━━━━━ DATA

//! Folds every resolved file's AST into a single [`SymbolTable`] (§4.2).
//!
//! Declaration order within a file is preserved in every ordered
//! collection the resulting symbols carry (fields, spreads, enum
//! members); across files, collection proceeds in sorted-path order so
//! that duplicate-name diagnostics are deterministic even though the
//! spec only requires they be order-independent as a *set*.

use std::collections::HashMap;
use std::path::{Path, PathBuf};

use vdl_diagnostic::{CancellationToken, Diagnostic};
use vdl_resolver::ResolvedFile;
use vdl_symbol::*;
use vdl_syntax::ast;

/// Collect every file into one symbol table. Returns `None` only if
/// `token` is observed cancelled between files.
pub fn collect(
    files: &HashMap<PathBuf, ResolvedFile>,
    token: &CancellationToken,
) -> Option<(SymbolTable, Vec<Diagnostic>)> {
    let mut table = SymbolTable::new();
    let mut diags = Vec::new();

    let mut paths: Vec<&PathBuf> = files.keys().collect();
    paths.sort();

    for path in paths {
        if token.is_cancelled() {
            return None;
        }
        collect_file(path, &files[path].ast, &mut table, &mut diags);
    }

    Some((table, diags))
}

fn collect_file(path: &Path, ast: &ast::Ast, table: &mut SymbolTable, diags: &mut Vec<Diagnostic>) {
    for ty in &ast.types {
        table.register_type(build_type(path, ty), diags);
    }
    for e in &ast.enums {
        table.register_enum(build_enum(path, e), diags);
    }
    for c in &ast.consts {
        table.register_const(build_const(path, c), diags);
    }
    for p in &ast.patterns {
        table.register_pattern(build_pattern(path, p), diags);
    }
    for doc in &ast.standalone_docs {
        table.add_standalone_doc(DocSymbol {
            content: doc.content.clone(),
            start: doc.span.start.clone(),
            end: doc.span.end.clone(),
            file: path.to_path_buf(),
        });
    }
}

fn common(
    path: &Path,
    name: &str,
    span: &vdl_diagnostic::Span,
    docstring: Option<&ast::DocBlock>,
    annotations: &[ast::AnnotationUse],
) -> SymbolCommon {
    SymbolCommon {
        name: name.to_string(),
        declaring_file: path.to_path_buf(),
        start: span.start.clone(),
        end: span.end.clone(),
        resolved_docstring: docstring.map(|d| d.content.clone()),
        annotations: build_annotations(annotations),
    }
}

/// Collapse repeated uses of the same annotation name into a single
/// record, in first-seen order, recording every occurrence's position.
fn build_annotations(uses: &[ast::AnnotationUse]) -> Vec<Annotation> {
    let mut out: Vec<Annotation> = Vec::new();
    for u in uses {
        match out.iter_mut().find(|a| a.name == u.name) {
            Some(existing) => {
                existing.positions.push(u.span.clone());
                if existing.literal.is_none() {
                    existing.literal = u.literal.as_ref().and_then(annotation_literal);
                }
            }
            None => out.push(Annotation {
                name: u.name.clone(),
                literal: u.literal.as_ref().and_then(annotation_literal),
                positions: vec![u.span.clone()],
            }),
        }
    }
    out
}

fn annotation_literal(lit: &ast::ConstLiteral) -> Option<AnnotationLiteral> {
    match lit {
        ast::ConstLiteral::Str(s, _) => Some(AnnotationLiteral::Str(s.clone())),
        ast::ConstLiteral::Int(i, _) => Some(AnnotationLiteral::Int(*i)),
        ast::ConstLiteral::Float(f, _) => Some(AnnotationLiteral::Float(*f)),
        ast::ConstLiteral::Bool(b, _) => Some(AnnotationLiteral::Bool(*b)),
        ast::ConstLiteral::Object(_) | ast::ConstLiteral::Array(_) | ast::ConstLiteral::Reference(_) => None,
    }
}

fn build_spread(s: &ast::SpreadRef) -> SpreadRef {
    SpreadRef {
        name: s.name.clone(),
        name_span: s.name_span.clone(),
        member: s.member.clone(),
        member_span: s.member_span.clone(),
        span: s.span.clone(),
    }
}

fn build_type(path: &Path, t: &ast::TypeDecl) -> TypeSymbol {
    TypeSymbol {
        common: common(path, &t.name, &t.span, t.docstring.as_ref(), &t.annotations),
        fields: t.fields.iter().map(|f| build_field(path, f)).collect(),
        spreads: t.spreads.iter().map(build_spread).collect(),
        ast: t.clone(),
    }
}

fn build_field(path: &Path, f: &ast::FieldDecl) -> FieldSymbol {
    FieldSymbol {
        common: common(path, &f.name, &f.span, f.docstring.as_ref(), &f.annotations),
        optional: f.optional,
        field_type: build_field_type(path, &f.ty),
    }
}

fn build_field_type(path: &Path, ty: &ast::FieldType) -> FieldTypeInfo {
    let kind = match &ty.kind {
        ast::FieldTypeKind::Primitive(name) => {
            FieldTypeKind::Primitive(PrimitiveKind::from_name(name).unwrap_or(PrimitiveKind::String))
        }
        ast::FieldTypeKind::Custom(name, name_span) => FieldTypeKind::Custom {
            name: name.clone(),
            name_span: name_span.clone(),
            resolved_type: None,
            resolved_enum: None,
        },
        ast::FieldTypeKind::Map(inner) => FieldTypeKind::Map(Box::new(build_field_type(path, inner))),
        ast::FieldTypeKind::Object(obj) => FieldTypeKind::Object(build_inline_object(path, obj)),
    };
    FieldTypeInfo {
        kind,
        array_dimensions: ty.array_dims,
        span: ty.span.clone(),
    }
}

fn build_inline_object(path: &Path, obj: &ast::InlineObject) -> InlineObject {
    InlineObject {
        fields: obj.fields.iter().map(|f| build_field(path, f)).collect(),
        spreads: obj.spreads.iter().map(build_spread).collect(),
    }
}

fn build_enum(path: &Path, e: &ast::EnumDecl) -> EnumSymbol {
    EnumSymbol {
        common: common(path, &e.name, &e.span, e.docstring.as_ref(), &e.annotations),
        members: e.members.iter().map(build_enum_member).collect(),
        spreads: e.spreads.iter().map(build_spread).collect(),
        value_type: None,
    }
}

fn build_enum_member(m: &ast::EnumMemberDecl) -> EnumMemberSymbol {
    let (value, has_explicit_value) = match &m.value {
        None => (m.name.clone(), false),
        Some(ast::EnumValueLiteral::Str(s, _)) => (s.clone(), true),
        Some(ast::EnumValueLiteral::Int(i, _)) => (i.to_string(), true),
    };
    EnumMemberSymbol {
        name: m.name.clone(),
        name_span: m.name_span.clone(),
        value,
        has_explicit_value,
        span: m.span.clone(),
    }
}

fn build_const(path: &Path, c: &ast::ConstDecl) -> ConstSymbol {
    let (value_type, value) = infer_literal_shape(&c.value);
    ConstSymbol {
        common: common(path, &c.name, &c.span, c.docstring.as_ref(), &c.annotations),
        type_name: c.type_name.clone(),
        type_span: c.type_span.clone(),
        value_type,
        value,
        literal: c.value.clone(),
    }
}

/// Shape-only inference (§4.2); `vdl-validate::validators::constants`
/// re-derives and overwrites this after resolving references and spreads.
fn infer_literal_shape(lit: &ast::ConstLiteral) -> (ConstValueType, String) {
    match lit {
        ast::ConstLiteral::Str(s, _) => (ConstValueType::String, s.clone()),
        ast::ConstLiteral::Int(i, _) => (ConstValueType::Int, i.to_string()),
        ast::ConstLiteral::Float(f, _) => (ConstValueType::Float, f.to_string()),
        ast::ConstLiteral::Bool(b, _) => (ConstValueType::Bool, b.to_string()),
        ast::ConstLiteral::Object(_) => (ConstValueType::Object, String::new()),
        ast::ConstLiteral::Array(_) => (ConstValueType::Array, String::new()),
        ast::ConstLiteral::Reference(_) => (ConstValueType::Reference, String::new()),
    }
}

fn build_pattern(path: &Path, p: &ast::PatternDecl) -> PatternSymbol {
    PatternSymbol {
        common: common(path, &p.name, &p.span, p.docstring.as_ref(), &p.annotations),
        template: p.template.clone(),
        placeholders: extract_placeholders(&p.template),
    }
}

━━━━━━━━━━
━━━━━ DATA

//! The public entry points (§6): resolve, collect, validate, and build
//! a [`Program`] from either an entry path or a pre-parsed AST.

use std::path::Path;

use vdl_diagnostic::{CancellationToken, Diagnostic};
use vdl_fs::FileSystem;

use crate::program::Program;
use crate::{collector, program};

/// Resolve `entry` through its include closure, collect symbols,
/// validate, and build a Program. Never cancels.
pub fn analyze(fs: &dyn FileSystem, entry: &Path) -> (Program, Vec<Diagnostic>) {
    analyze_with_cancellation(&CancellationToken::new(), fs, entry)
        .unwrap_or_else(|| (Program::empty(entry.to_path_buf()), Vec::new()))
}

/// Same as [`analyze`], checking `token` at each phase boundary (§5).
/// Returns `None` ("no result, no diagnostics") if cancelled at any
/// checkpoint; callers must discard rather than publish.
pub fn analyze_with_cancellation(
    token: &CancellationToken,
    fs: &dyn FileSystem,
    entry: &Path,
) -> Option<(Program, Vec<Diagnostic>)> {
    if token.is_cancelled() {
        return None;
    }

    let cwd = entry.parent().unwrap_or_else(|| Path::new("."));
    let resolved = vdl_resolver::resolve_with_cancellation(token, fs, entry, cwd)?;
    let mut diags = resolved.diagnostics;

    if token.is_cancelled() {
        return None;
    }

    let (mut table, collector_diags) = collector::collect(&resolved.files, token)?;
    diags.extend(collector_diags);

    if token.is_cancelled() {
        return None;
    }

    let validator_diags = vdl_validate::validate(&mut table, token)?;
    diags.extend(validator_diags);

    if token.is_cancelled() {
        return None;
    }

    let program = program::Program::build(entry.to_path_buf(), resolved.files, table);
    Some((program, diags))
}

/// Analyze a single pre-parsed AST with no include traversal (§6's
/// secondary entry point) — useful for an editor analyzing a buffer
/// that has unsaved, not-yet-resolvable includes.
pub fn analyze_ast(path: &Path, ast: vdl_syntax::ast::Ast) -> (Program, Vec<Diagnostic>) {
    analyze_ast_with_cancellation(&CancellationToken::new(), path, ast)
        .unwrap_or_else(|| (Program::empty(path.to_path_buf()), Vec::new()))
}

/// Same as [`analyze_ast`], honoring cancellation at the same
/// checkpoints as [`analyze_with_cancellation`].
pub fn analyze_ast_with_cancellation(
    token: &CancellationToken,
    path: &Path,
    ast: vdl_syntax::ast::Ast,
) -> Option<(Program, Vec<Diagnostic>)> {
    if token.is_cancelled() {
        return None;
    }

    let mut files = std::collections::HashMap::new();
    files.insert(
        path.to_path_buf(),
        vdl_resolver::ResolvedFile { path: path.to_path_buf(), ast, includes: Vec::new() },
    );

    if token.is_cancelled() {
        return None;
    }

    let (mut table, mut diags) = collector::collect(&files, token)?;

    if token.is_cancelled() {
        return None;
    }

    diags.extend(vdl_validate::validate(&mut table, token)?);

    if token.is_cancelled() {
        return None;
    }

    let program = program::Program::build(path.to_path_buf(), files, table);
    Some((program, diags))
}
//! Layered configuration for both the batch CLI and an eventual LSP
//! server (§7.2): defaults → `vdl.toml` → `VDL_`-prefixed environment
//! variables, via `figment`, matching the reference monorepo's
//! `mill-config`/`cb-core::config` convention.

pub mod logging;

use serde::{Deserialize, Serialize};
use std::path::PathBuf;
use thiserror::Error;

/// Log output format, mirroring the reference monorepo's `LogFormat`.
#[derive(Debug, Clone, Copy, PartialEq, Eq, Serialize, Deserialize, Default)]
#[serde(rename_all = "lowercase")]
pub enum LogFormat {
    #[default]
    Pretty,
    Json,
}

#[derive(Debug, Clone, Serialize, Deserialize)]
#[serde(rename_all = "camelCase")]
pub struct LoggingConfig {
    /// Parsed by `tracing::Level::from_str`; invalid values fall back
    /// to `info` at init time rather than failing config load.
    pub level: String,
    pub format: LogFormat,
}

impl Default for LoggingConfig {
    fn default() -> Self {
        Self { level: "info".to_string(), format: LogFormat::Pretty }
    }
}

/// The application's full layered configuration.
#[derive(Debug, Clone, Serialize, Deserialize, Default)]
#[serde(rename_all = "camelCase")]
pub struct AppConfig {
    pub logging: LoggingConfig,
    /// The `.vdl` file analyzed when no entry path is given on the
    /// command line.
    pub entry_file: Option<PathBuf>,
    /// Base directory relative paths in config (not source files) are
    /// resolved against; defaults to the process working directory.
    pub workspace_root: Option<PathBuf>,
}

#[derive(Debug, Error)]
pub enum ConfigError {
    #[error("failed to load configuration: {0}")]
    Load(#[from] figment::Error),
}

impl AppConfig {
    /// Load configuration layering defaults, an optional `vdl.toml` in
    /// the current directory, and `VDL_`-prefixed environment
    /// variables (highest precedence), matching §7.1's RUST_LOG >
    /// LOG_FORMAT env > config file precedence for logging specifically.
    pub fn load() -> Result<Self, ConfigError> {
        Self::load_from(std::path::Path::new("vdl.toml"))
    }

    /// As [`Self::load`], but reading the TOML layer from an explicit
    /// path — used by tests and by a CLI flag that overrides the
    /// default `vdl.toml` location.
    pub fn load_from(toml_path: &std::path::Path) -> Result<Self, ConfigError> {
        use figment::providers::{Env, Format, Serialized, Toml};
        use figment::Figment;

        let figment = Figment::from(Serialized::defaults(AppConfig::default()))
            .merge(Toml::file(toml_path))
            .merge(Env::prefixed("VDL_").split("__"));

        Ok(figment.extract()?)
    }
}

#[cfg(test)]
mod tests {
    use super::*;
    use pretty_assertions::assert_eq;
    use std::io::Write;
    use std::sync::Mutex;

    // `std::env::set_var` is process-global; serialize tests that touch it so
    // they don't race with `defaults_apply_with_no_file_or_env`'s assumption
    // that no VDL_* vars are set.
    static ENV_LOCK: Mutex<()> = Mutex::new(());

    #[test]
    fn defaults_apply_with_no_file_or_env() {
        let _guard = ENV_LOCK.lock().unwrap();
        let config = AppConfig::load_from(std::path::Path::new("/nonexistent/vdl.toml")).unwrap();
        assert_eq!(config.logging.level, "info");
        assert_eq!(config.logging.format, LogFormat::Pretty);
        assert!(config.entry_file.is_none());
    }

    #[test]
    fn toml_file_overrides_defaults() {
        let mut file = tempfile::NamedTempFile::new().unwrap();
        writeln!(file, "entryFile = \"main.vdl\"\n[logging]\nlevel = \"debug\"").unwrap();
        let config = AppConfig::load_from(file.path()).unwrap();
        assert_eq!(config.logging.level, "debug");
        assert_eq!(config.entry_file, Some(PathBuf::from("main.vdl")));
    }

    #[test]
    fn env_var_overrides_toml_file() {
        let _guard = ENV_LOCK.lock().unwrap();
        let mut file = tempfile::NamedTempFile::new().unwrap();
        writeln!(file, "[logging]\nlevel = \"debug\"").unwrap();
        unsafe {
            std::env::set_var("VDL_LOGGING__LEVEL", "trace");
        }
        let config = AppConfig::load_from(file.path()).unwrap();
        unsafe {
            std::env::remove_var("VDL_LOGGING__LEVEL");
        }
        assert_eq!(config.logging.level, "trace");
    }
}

━━━━━━━━━━

▶ _WORK ITEM_: Reproduce only the lines above, starting at the line with "ast, includes: Vec::new()" and ending at the line with "diags.extend(vdl_validate::validate(&mut table, token)?);", exactly as written.

▶ _SOLUTION FOR THIS EXERCISE_:
        vdl_resolver::ResolvedFile { path: path.to_path_buf(), ast, includes: Vec::new() },
    );

    if token.is_cancelled() {
        return None;
    }

    let (mut table, mut diags) = collector::collect(&files, token)?;

    if token.is_cancelled() {
        return None;
    }

    diags.extend(vdl_validate::validate(&mut table, token)?);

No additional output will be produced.